Although the peoples of the Italian peninsula spoke the same language, they had not been politically united since Roman times. Over the centuries, ambitious foreign conquerors had turned Italy into a battleground, occupying parts or all of the peninsula. By the early 1800s, nationalism inspired Italian patriots to dream of ousting foreign rulers and reuniting Italy.
Giuseppe Garibaldi leads his Red Shirts against troops of the Kingdom of the Two Sicilies.
Frequent warfare and foreign rule had led people to identify with local regions. The people of Florence considered themselves Tuscans, those of Venice Venetians, those of Naples Neapolitans, and so on. But as in Germany, the invasions of Napoleon had sparked dreams of national unity.
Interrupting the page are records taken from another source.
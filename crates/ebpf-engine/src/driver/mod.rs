//! 플랫폼 드라이버 — 분류기를 수신 경로에 설치하는 백엔드
//!
//! [`PlatformDriver`]는 라이프사이클 관리자가 보는 유일한 플랫폼 경계입니다.
//!
//! - [`AyaDriver`] (Linux): 컴파일된 BPF 오브젝트를 커널 XDP 훅에 설치
//! - [`SoftwareDriver`]: 프로세스 안에서 같은 분류기를 실행 (테스트/기준 호스트)
//!
//! 호출 순서는 항상 `compile_and_verify → attach → counters → detach`이며
//! 순서 보장은 [`FilterLifecycle`](crate::lifecycle::FilterLifecycle)이 맡습니다.

#[cfg(target_os = "linux")]
pub mod kernel;
pub mod software;

use udpfilter_core::error::DriverError;

pub use crate::config::{PassAction, ProgramSpec, XdpMode};
use crate::counters::CounterSource;

#[cfg(target_os = "linux")]
pub use self::kernel::{AyaDriver, KernelCounters};
pub use self::software::{SoftwareDriver, SoftwareHook};

/// 분류기 설치 백엔드
pub trait PlatformDriver: Send {
    /// 어태치된 동안 카운터를 읽는 핸들
    type Counters: CounterSource + 'static;

    /// 로그에 쓰는 드라이버 이름
    fn name(&self) -> &'static str;

    /// 프로그램을 준비하고 플랫폼 검증을 통과시킵니다.
    ///
    /// 컴파일/검증/권한 실패는 [`DriverError::Load`]로 보고합니다.
    fn compile_and_verify(&mut self, spec: &ProgramSpec) -> Result<(), DriverError>;

    /// 준비된 프로그램을 인터페이스 수신 경로에 설치합니다.
    fn attach(&mut self, interface: &str) -> Result<(), DriverError>;

    /// 설치된 프로그램을 제거합니다.
    fn detach(&mut self, interface: &str) -> Result<(), DriverError>;

    /// 카운터 읽기 핸들을 반환합니다. 어태치 이후에만 유효합니다.
    fn counters(&mut self) -> Result<Self::Counters, DriverError>;
}
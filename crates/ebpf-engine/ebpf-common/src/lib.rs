//! XDP 커널/유저스페이스 공유 타입과 분류 로직
//!
//! 이 크레이트는 `#![no_std]` 환경에서 사용 가능하며, 커널 XDP 프로그램과
//! 유저스페이스(소프트웨어 드라이버, 테스트, 퍼저)가 **같은 분류 코드**를
//! 사용하도록 합니다.
//!
//! # 모듈 구성
//! - [`frame`]: 프레임 버퍼 추상화 ([`Frame`] trait)
//! - [`parse`]: 헤더 파서 (Ethernet, VLAN, IPv4, IPv6, UDP)
//! - [`classify`]: 파서 단계를 묶어 `(프로토콜 인덱스, Verdict)`를 결정
//!
//! # 맵 구성
//! - **PerCpuArray** (`PROTO_COUNTERS`): 프로토콜 번호별 패킷 수, 256 엔트리
//! - **Array** (`FILTER_CONFIG`): 런타임 필터 설정, 1 엔트리

#![cfg_attr(not(test), no_std)]

pub mod classify;
pub mod frame;
pub mod parse;

pub use classify::{Classification, CounterSink, Verdict, classify, classify_and_count};
pub use frame::{Frame, Truncated};
pub use parse::PacketMeta;

// =============================================================================
// 맵 이름 상수
// =============================================================================

/// 프로토콜별 카운터 PerCpuArray 맵 이름
pub const MAP_PROTO_COUNTERS: &str = "PROTO_COUNTERS";
/// 필터 설정 Array 맵 이름
pub const MAP_FILTER_CONFIG: &str = "FILTER_CONFIG";
/// XDP 프로그램 이름
pub const PROGRAM_NAME: &str = "udpfilter";

/// 카운터 테이블 엔트리 수 (프로토콜 인덱스 0..=255)
pub const COUNTER_TABLE_SIZE: u32 = 256;

// =============================================================================
// 헤더 크기
// =============================================================================

/// Ethernet 헤더 크기 (dst MAC + src MAC + ether type)
pub const ETH_HDR_LEN: usize = 14;
/// 802.1Q/802.1AD VLAN 헤더 크기 (TCI + encapsulated proto)
pub const VLAN_HDR_LEN: usize = 4;
/// IPv4 고정 헤더 크기 (옵션 제외)
pub const IPV4_HDR_LEN: usize = 20;
/// IPv6 고정 헤더 크기
pub const IPV6_HDR_LEN: usize = 40;
/// UDP 헤더 크기
pub const UDP_HDR_LEN: usize = 8;

// =============================================================================
// EtherType / 프로토콜 상수
// =============================================================================

/// IPv4 EtherType
pub const ETH_P_IP: u16 = 0x0800;
/// IPv6 EtherType
pub const ETH_P_IPV6: u16 = 0x86DD;
/// 802.1Q VLAN 태그
pub const ETH_P_8021Q: u16 = 0x8100;
/// 802.1AD (QinQ) VLAN 태그
pub const ETH_P_8021AD: u16 = 0x88A8;

/// TCP 프로토콜 번호
pub const PROTO_TCP: u8 = 6;
/// UDP 프로토콜 번호
pub const PROTO_UDP: u8 = 17;

/// IPv4 MF 비트 + fragment offset 마스크 (호스트 바이트 오더)
///
/// DF 비트(0x4000)는 포함하지 않습니다.
pub const IP_FRAGMENT_MASK: u16 = 0x3FFF;

/// 기본 ingress UDP 포트 (Geneve)
pub const DEFAULT_INGRESS_PORT: u16 = 6081;
/// 기본 egress UDP 포트
pub const DEFAULT_EGRESS_PORT: u16 = 6082;

// =============================================================================
// 통과 액션
// =============================================================================

/// 통과 판정 시 XDP_PASS 반환
pub const PASS_ACTION_PASS: u8 = 0;
/// 통과 판정 시 XDP_TX 반환 (수신 인터페이스로 되돌려 보냄)
pub const PASS_ACTION_TX: u8 = 1;

// =============================================================================
// 공유 데이터 구조
// =============================================================================

/// 런타임 필터 설정
///
/// `Array<FilterConfig>` 맵의 0번 엔트리로 커널에 전달됩니다.
/// 맵이 비어 있으면 커널은 [`FilterConfig::DEFAULT`]를 사용합니다.
///
/// # 메모리 레이아웃 (8 바이트, 2바이트 정렬)
/// ```text
/// offset  field         size
/// 0       ingress_port  2
/// 2       egress_port   2
/// 4       pass_action   1
/// 5       _pad          3
/// ```
#[repr(C)]
#[derive(Clone, Copy, PartialEq, Eq)]
#[cfg_attr(any(feature = "user", test), derive(Debug))]
pub struct FilterConfig {
    /// 재작성 대상 UDP 목적지 포트 (호스트 바이트 오더)
    pub ingress_port: u16,
    /// 재작성 후 UDP 목적지 포트 (호스트 바이트 오더)
    pub egress_port: u16,
    /// 통과 판정의 XDP 액션 (PASS_ACTION_PASS 또는 PASS_ACTION_TX)
    pub pass_action: u8,
    /// 정렬을 위한 패딩
    pub _pad: [u8; 3],
}

impl FilterConfig {
    /// 기본 설정: 6081 → 6082, XDP_PASS
    pub const DEFAULT: Self = Self {
        ingress_port: DEFAULT_INGRESS_PORT,
        egress_port: DEFAULT_EGRESS_PORT,
        pass_action: PASS_ACTION_PASS,
        _pad: [0; 3],
    };

    /// 포트 쌍과 통과 액션으로 설정을 생성합니다.
    pub const fn new(ingress_port: u16, egress_port: u16, pass_action: u8) -> Self {
        Self {
            ingress_port,
            egress_port,
            pass_action,
            _pad: [0; 3],
        }
    }
}

impl Default for FilterConfig {
    fn default() -> Self {
        Self::DEFAULT
    }
}

// SAFETY: FilterConfig는 #[repr(C)]이며 모든 필드가 Plain Old Data입니다.
// 패딩도 명시적으로 정의되어 있습니다.
#[cfg(feature = "user")]
unsafe impl aya::Pod for FilterConfig {}
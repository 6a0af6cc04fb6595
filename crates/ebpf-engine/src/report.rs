//! 보고 루프 — 카운터를 주기적으로 읽어 출력
//!
//! 출력 형식 (stdout):
//! ```text
//! Passing packets, hit CTRL+C to stop
//!
//! {IP protocol-number}: {total dropped pkts}
//! 6: 120 pkts
//! 17: 3 pkts
//! ...
//! ```
//!
//! 머리말은 한 번만 쓰고, 이후 주기마다 0이 아닌 카운터를 한 줄씩 씁니다.
//! 루프는 [`CancellationToken`]이 취소되거나 출력이 닫히면 끝납니다.
//! 쓰기도 취소와 경쟁하므로 출력 상대편이 멈춰 있어도 취소는 바로 반영됩니다.

use std::fmt::Write as _;
use std::io;

use tokio::io::{AsyncWrite, AsyncWriteExt};
use tokio_util::sync::CancellationToken;
use tracing::{debug, warn};

use crate::config::ReportSettings;
use crate::counters::{CounterSnapshot, CounterSource};
use crate::stats::ProtocolStats;

/// 시작 안내 문구
pub const BANNER: &str = "Passing packets, hit CTRL+C to stop";
/// 카운터 목록 머리글
pub const HEADER: &str = "{IP protocol-number}: {total dropped pkts}";

/// 루프 종료 사유
#[derive(Debug, Clone, Copy, PartialEq, Eq)]
pub enum ReportOutcome {
    /// 취소 토큰에 의해 종료
    Cancelled,
    /// 출력 스트림이 닫혀 종료 (예: 파이프 상대편 종료)
    OutputClosed,
}

/// 카운터 보고기
pub struct Reporter<S: CounterSource> {
    source: S,
    settings: ReportSettings,
    stats: ProtocolStats,
}

impl<S: CounterSource> Reporter<S> {
    pub fn new(source: S, settings: ReportSettings) -> Self {
        Self {
            source,
            settings,
            stats: ProtocolStats::new(),
        }
    }

    pub fn stats(&self) -> &ProtocolStats {
        &self.stats
    }

    /// 한 주기의 출력 줄을 만들고 통계를 갱신합니다.
    ///
    /// 출력할 카운터가 없으면 빈 문자열입니다.
    pub fn render_cycle(&mut self, snapshot: &CounterSnapshot) -> String {
        let mut text = String::new();
        match (self.settings.only_changed, self.stats.previous()) {
            (true, Some(previous)) => {
                for (index, count) in snapshot.changed_since(previous) {
                    if count != 0 {
                        let _ = writeln!(text, "{index}: {count} pkts");
                    }
                }
            }
            _ => {
                for (index, count) in snapshot.non_zero() {
                    let _ = writeln!(text, "{index}: {count} pkts");
                }
            }
        }
        self.stats.update(snapshot);
        text
    }

    /// 취소되거나 출력이 닫힐 때까지 보고합니다.
    ///
    /// 출력 닫힘(`BrokenPipe`)은 정상 종료로 간주하고, 그 밖의 쓰기 에러만
    /// `Err`로 반환합니다. 카운터 읽기 실패는 경고 후 다음 주기에 재시도합니다.
    pub async fn run<W>(&mut self, out: &mut W, cancel: CancellationToken) -> io::Result<ReportOutcome>
    where
        W: AsyncWrite + Unpin + ?Sized,
    {
        let preamble = format!("{BANNER}\n\n{HEADER}\n");
        if let Some(outcome) = write_chunk(out, &preamble, &cancel).await? {
            return Ok(outcome);
        }

        loop {
            if cancel.is_cancelled() {
                return Ok(ReportOutcome::Cancelled);
            }

            match self.source.snapshot() {
                Ok(snapshot) => {
                    let text = self.render_cycle(&snapshot);
                    if !text.is_empty() {
                        if let Some(outcome) = write_chunk(out, &text, &cancel).await? {
                            return Ok(outcome);
                        }
                    }
                }
                Err(e) => warn!(error = %e, "failed to read counters"),
            }

            if self.settings.interval.is_zero() {
                // busy-poll이지만 취소가 늦지 않도록 런타임에 양보
                tokio::select! {
                    _ = cancel.cancelled() => return Ok(ReportOutcome::Cancelled),
                    _ = tokio::task::yield_now() => {}
                }
            } else {
                tokio::select! {
                    _ = cancel.cancelled() => return Ok(ReportOutcome::Cancelled),
                    _ = tokio::time::sleep(self.settings.interval) => {}
                }
            }
        }
    }
}

/// 출력이 닫혔으면 `Some(OutputClosed)`, 쓰는 중 취소되면 `Some(Cancelled)`를
/// 반환합니다.
async fn write_chunk<W>(
    out: &mut W,
    text: &str,
    cancel: &CancellationToken,
) -> io::Result<Option<ReportOutcome>>
where
    W: AsyncWrite + Unpin + ?Sized,
{
    let write = async {
        out.write_all(text.as_bytes()).await?;
        out.flush().await
    };
    let result = tokio::select! {
        biased;
        result = write => result,
        _ = cancel.cancelled() => {
            debug!("report write abandoned on cancel");
            return Ok(Some(ReportOutcome::Cancelled));
        }
    };

    match result {
        Ok(()) => Ok(None),
        Err(e) if e.kind() == io::ErrorKind::BrokenPipe => {
            debug!("report output closed");
            Ok(Some(ReportOutcome::OutputClosed))
        }
        Err(e) => Err(e),
    }
}
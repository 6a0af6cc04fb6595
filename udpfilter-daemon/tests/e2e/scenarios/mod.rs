//! E2E test scenarios.

mod attach_failure;
mod config_flow;
mod output_closed;
mod shutdown;
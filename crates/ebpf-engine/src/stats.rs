//! 통계 수집 — 카운터 스냅샷 기반 처리율 계산
//!
//! [`ProtocolStats`]는 보고 루프가 매 주기 읽은 [`CounterSnapshot`]을 받아
//! 누적값과 초당 패킷 수를 갱신하고 Prometheus 메트릭으로 내보냅니다.
//!
//! # 데이터 흐름
//! ```text
//! CounterSource ──poll──▶ CounterSnapshot ──update──▶ ProtocolStats ──▶ metrics
//!                         (CPU별 값 합산)              (rate 계산)
//! ```

use std::time::Instant;

use serde::Serialize;
use udpfilter_core::metrics as m;

use crate::counters::CounterSnapshot;

/// 프로토콜별 누적 카운터와 전체 처리율
///
/// # Rate 계산
/// `update()`를 호출할 때마다 이전 스냅샷과의 차이(delta)를 경과 시간으로 나누어
/// pps를 계산합니다. 첫 번째 호출의 pps는 0입니다.
#[derive(Debug, Clone, Serialize)]
pub struct ProtocolStats {
    /// 전체 누적 패킷 수
    pub total_packets: u64,
    /// 직전 주기 기준 초당 패킷 수
    pub pps: f64,
    /// 업데이트 횟수
    pub polls: u64,
    /// 이전 폴링의 원시 값 (delta 계산용, 직렬화 제외)
    #[serde(skip)]
    previous: Option<CounterSnapshot>,
    /// 마지막 업데이트 시각 (rate 계산용, 직렬화 제외)
    #[serde(skip)]
    last_poll: Option<Instant>,
}

impl ProtocolStats {
    pub fn new() -> Self {
        Self {
            total_packets: 0,
            pps: 0.0,
            polls: 0,
            previous: None,
            last_poll: None,
        }
    }

    /// 새 스냅샷으로 통계를 갱신하고 메트릭을 내보냅니다.
    pub fn update(&mut self, snapshot: &CounterSnapshot) {
        self.update_at(snapshot, Instant::now());
    }

    /// 지정한 시각 기준으로 갱신합니다.
    pub fn update_at(&mut self, snapshot: &CounterSnapshot, now: Instant) {
        let total = snapshot.total();

        match (&self.previous, self.last_poll) {
            (Some(prev), Some(last_time)) => {
                let elapsed = now.saturating_duration_since(last_time).as_secs_f64();
                if elapsed > 0.0 {
                    let delta = total.wrapping_sub(prev.total());
                    // 주기당 delta는 실용적으로 2^53 미만
                    #[allow(clippy::cast_precision_loss)]
                    {
                        self.pps = delta as f64 / elapsed;
                    }
                }
            }
            _ => {
                // 첫 번째 폴링 — 누적값만 설정, rate는 0
                self.pps = 0.0;
            }
        }

        self.total_packets = total;
        self.polls += 1;
        self.previous = Some(snapshot.clone());
        self.last_poll = Some(now);

        self.publish(snapshot);
    }

    /// 직전 스냅샷 (첫 폴링 전에는 `None`)
    pub fn previous(&self) -> Option<&CounterSnapshot> {
        self.previous.as_ref()
    }

    fn publish(&self, snapshot: &CounterSnapshot) {
        metrics::counter!(m::PACKETS_TOTAL).absolute(self.total_packets);
        metrics::gauge!(m::PACKETS_PER_SECOND).set(self.pps);

        for (index, count) in snapshot.non_zero() {
            metrics::counter!(
                m::PROTOCOL_PACKETS_TOTAL,
                m::LABEL_PROTOCOL => index.to_string()
            )
            .absolute(count);
        }
    }
}

impl Default for ProtocolStats {
    fn default() -> Self {
        Self::new()
    }
}
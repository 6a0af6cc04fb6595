//! In-memory report sinks.

use std::io;
use std::pin::Pin;
use std::sync::{Arc, Mutex};
use std::task::{Context, Poll};

use tokio::io::AsyncWrite;

/// Cloneable buffer the report can be written into while the test reads it.
#[derive(Clone, Default)]
pub struct SharedBuf(Arc<Mutex<Vec<u8>>>);

impl SharedBuf {
    pub fn contents(&self) -> String {
        String::from_utf8(self.0.lock().unwrap().clone()).expect("report is utf-8")
    }
}

impl AsyncWrite for SharedBuf {
    fn poll_write(
        self: Pin<&mut Self>,
        _cx: &mut Context<'_>,
        buf: &[u8],
    ) -> Poll<io::Result<usize>> {
        self.0.lock().unwrap().extend_from_slice(buf);
        Poll::Ready(Ok(buf.len()))
    }

    fn poll_flush(self: Pin<&mut Self>, _cx: &mut Context<'_>) -> Poll<io::Result<()>> {
        Poll::Ready(Ok(()))
    }

    fn poll_shutdown(self: Pin<&mut Self>, _cx: &mut Context<'_>) -> Poll<io::Result<()>> {
        Poll::Ready(Ok(()))
    }
}

/// Writer whose reader has gone away: every write fails with `BrokenPipe`.
pub struct ClosedPipe;

impl AsyncWrite for ClosedPipe {
    fn poll_write(
        self: Pin<&mut Self>,
        _cx: &mut Context<'_>,
        _buf: &[u8],
    ) -> Poll<io::Result<usize>> {
        Poll::Ready(Err(io::ErrorKind::BrokenPipe.into()))
    }

    fn poll_flush(self: Pin<&mut Self>, _cx: &mut Context<'_>) -> Poll<io::Result<()>> {
        Poll::Ready(Err(io::ErrorKind::BrokenPipe.into()))
    }

    fn poll_shutdown(self: Pin<&mut Self>, _cx: &mut Context<'_>) -> Poll<io::Result<()>> {
        Poll::Ready(Ok(()))
    }
}

/// Writer that fails with a non-pipe error.
pub struct FailingWriter;

impl AsyncWrite for FailingWriter {
    fn poll_write(
        self: Pin<&mut Self>,
        _cx: &mut Context<'_>,
        _buf: &[u8],
    ) -> Poll<io::Result<usize>> {
        Poll::Ready(Err(io::Error::other("disk full")))
    }

    fn poll_flush(self: Pin<&mut Self>, _cx: &mut Context<'_>) -> Poll<io::Result<()>> {
        Poll::Ready(Ok(()))
    }

    fn poll_shutdown(self: Pin<&mut Self>, _cx: &mut Context<'_>) -> Poll<io::Result<()>> {
        Poll::Ready(Ok(()))
    }
}

/// Writer whose reader stopped reading: writes and flushes never complete.
pub struct StalledPipe;

impl AsyncWrite for StalledPipe {
    fn poll_write(
        self: Pin<&mut Self>,
        _cx: &mut Context<'_>,
        _buf: &[u8],
    ) -> Poll<io::Result<usize>> {
        Poll::Pending
    }

    fn poll_flush(self: Pin<&mut Self>, _cx: &mut Context<'_>) -> Poll<io::Result<()>> {
        Poll::Pending
    }

    fn poll_shutdown(self: Pin<&mut Self>, _cx: &mut Context<'_>) -> Poll<io::Result<()>> {
        Poll::Pending
    }
}
//! Integration tests for metrics server functionality.

use udpfilter_core::config::MetricsConfig;
use udpfilter_daemon::metrics_server;
use serial_test::serial;

#[test]
#[serial]
fn test_install_metrics_recorder_succeeds_with_valid_config() {
    // Given: A valid metrics configuration
    let config = MetricsConfig {
        enabled: true,
        listen_addr: "127.0.0.1".to_string(),
        port: 19100, // Use non-standard port to avoid conflicts
    };

    // When: Installing the metrics recorder
    let result = metrics_server::install_metrics_recorder(&config);

    // Then: Should succeed
    assert!(
        result.is_ok(),
        "install_metrics_recorder should succeed with valid config: {:?}",
        result.err()
    );

    // And: Attach gauge updates do not panic with the recorder installed
    metrics_server::set_filter_attached(true);
    metrics_server::set_filter_attached(false);
}

#[test]
#[serial]
fn test_install_metrics_recorder_fails_with_invalid_address() {
    // Given: An invalid metrics configuration (invalid IP)
    let config = MetricsConfig {
        enabled: true,
        listen_addr: "999.999.999.999".to_string(),
        port: 9100,
    };

    // When: Installing the metrics recorder
    let result = metrics_server::install_metrics_recorder(&config);

    // Then: Should fail
    assert!(
        result.is_err(),
        "install_metrics_recorder should fail with invalid address"
    );
}

#[test]
fn test_listen_socket_accepts_ipv6() {
    let config = MetricsConfig {
        enabled: true,
        listen_addr: "::1".to_string(),
        port: 9100,
    };

    let addr = metrics_server::listen_socket(&config).expect("::1 should parse");

    assert!(addr.is_ipv6());
    assert_eq!(addr.port(), 9100);
}

#[test]
fn test_listen_socket_rejects_hostname() {
    let config = MetricsConfig {
        enabled: true,
        listen_addr: "localhost".to_string(),
        port: 9100,
    };

    assert!(metrics_server::listen_socket(&config).is_err());
}

#[test]
fn test_filter_attached_gauge_without_recorder_is_noop() {
    // Given: No recorder installed in this call path
    // When/Then: Recording the gauge must not panic
    metrics_server::set_filter_attached(true);
}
The Congress of Vienna, however, ignored the nationalists who hoped to end centuries of foreign rule and achieve unity. To Prince Metternich of Austria, Italy was merely a “geographical expression,” not a nation. Moreover, a divided Italy suited Austrian interests. At Vienna, Austria took control of much of northern Italy, while Hapsburg monarchs ruled various other Italian states. In the south, a French Bourbon ruler was put in charge of Naples and Sicily.
In response, nationalists organized secret patriotic societies and focused their efforts on expelling Austrian forces from northern Italy. Between 1820 and 1848, nationalist revolts exploded across the region. Each time, Austria sent in troops to crush the rebels.